* **ABOUT THIS TASK**: Print word for word the records from the line containing "let sparse = lhs.to_sparse();" through the end.

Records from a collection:
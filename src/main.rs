use anyhow::{Context, Result};
use clap::{Parser, ValueEnum};
use intpoly::{printer::format_term, BinaryOp, Polynomial, PolynomialError, Representation};
use tracing_subscriber::{fmt, prelude::*, util::SubscriberInitExt, EnvFilter};

/// Evaluate an operation on polynomials written in canonical notation,
/// e.g. `intpoly "4x^2 + 8x + 2" mul "12x^2 + 3x"`.
#[derive(Parser, Debug)]
#[command(name = "intpoly", version)]
struct Cli {
    /// Left operand
    #[arg(allow_hyphen_values = true)]
    lhs: String,

    /// Operation to perform
    #[arg(value_enum)]
    op: Op,

    /// Right operand, or the exponent for `coeff`
    #[arg(allow_hyphen_values = true)]
    rhs: Option<String>,

    /// Store the left operand in sparse form
    #[arg(long)]
    sparse: bool,

    /// Store the right operand in sparse form
    #[arg(long)]
    rhs_sparse: bool,
}

#[derive(ValueEnum, Copy, Clone, Debug, PartialEq, Eq)]
enum Op {
    Add,
    Sub,
    Mul,
    Neg,
    Eq,
    Degree,
    Zero,
    Coeff,
    Terms,
}

fn representation(sparse: bool) -> Representation {
    if sparse {
        Representation::Sparse
    } else {
        Representation::Dense
    }
}

fn run(cli: &Cli) -> Result<String> {
    let lhs = Polynomial::parse(&cli.lhs, representation(cli.sparse))
        .with_context(|| format!("Could not parse left operand {:?}", cli.lhs))?;

    let rhs = || -> Result<Polynomial> {
        let input = cli.rhs.as_deref().ok_or(PolynomialError::MissingOperand)?;
        Polynomial::parse(input, representation(cli.rhs_sparse))
            .with_context(|| format!("Could not parse right operand {:?}", input))
    };

    let binary = |op: BinaryOp| -> Result<String> {
        Ok(lhs.combine(op, Some(&rhs()?))?.to_string())
    };

    Ok(match cli.op {
        Op::Add => binary(BinaryOp::Add)?,
        Op::Sub => binary(BinaryOp::Subtract)?,
        Op::Mul => binary(BinaryOp::Multiply)?,
        Op::Neg => lhs.negate().to_string(),
        Op::Eq => lhs.try_eq(&rhs()?)?.to_string(),
        Op::Degree => lhs.degree().to_string(),
        Op::Zero => lhs.is_zero().to_string(),
        Op::Coeff => {
            let input = cli.rhs.as_deref().ok_or(PolynomialError::MissingOperand)?;
            let exponent = input
                .trim()
                .parse()
                .with_context(|| format!("Invalid exponent {:?}", input))?;
            lhs.coefficient(exponent)?.to_string()
        }
        Op::Terms => {
            let sparse = lhs.to_sparse();
            let terms = sparse
                .terms()
                .rev()
                .map(|(e, c)| format_term(c, e).map(String::from))
                .collect::<Result<Vec<_>, _>>()?;
            terms.join("\n")
        }
    })
}

fn main() -> Result<()> {
    tracing_subscriber::registry()
        .with(fmt::layer())
        .with(EnvFilter::from_env("INTPOLY_LOG"))
        .init();

    let cli = Cli::parse();
    println!("{}", run(&cli)?);
    Ok(())
}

* **OUTPUT FOR THIS TASK**:
            let sparse = lhs.to_sparse();
            let terms = sparse
                .terms()
                .rev()
                .map(|(e, c)| format_term(c, e).map(String::from))
                .collect::<Result<Vec<_>, _>>()?;
            terms.join("\n")
        }
    })
}

fn main() -> Result<()> {
    tracing_subscriber::registry()
        .with(fmt::layer())
        .with(EnvFilter::from_env("INTPOLY_LOG"))
        .init();

    let cli = Cli::parse();
    println!("{}", run(&cli)?);
    Ok(())
}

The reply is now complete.